**WORK TASK:**
Every entry should be copied exactly, with nothing added or dropped.

[[ EXTRACTED ENTRIES open ]]

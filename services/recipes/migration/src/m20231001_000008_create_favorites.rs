use sea_orm_migration::prelude::*;

#[derive(DeriveMigrationName)]
pub struct Migration;

#[async_trait::async_trait]
impl MigrationTrait for Migration {
    async fn up(&self, manager: &SchemaManager) -> Result<(), DbErr> {
        manager
            .create_table(
                Table::create()
                    .table(Favorites::Table)
                    .if_not_exists()
                    .col(ColumnDef::new(Favorites::UserId).uuid().not_null())
                    .col(ColumnDef::new(Favorites::RecipeId).integer().not_null())
                    .col(
                        ColumnDef::new(Favorites::CreatedAt)
                            .timestamp_with_time_zone()
                            .not_null()
                            .default(Expr::current_timestamp()),
                    )
                    .primary_key(
                        Index::create()
                            .col(Favorites::UserId)
                            .col(Favorites::RecipeId),
                    )
                    .foreign_key(
                        ForeignKey::create()
                            .from(Favorites::Table, Favorites::UserId)
                            .to(Users::Table, Users::Id)
                            .on_delete(ForeignKeyAction::Cascade),
                    )
                    .foreign_key(
                        ForeignKey::create()
                            .from(Favorites::Table, Favorites::RecipeId)
                            .to(Recipes::Table, Recipes::Id)
                            .on_delete(ForeignKeyAction::Cascade),
                    )
                    .to_owned(),
            )
            .await
    }

    async fn down(&self, manager: &SchemaManager) -> Result<(), DbErr> {
        manager
            .drop_table(Table::drop().table(Favorites::Table).to_owned())
            .await
    }
}

#[derive(Iden)]
enum Favorites {
    Table,
    UserId,
    RecipeId,
    CreatedAt,
}

#[derive(Iden)]
enum Users {
    Table,
    Id,
}

#[derive(Iden)]
enum Recipes {
    Table,
    Id,
}
// Module name shadows the `serde` crate; use `::serde` for the external crate.
use ::serde::Serializer;
use chrono::{DateTime, SecondsFormat, Utc};

/// Serialize `DateTime<Utc>` as RFC 3339 with 3-digit fractional seconds.
pub fn to_rfc3339_ms<S>(dt: &DateTime<Utc>, s: S) -> Result<S::Ok, S::Error>
where
    S: Serializer,
{
    s.serialize_str(&dt.to_rfc3339_opts(SecondsFormat::Millis, true))
}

[[ EXTRACTED ENTRIES closed ]]

**RESPONSE TO THIS EXERCISE:**
filename services/recipes/migration/src/m20231001_000008_create_favorites.rs
use sea_orm_migration::prelude::*;

#[derive(DeriveMigrationName)]
pub struct Migration;

#[async_trait::async_trait]
impl MigrationTrait for Migration {
    async fn up(&self, manager: &SchemaManager) -> Result<(), DbErr> {
        manager
            .create_table(
                Table::create()
                    .table(Favorites::Table)
                    .if_not_exists()
                    .col(ColumnDef::new(Favorites::UserId).uuid().not_null())
                    .col(ColumnDef::new(Favorites::RecipeId).integer().not_null())
                    .col(
                        ColumnDef::new(Favorites::CreatedAt)
                            .timestamp_with_time_zone()
                            .not_null()
                            .default(Expr::current_timestamp()),
                    )
                    .primary_key(
                        Index::create()
                            .col(Favorites::UserId)
                            .col(Favorites::RecipeId),
                    )
                    .foreign_key(
                        ForeignKey::create()
                            .from(Favorites::Table, Favorites::UserId)
                            .to(Users::Table, Users::Id)
                            .on_delete(ForeignKeyAction::Cascade),
                    )
                    .foreign_key(
                        ForeignKey::create()
                            .from(Favorites::Table, Favorites::RecipeId)
                            .to(Recipes::Table, Recipes::Id)
                            .on_delete(ForeignKeyAction::Cascade),
                    )
                    .to_owned(),
            )
            .await
    }

    async fn down(&self, manager: &SchemaManager) -> Result<(), DbErr> {
        manager
            .drop_table(Table::drop().table(Favorites::Table).to_owned())
            .await
    }
}

#[derive(Iden)]
enum Favorites {
    Table,
    UserId,
    RecipeId,
    CreatedAt,
}

#[derive(Iden)]
enum Users {
    Table,
    Id,
}

#[derive(Iden)]
enum Recipes {
    Table,
    Id,
}
// Module name shadows the `serde` crate; use `::serde` for the external crate.
use ::serde::Serializer;
use chrono::{DateTime, SecondsFormat, Utc};

/// Serialize `DateTime<Utc>` as RFC 3339 with 3-digit fractional seconds.
pub fn to_rfc3339_ms<S>(dt: &DateTime<Utc>, s: S) -> Result<S::Ok, S::Error>
where
    S: Serializer,
{
    s.serialize_str(&dt.to_rfc3339_opts(SecondsFormat::Millis, true))
}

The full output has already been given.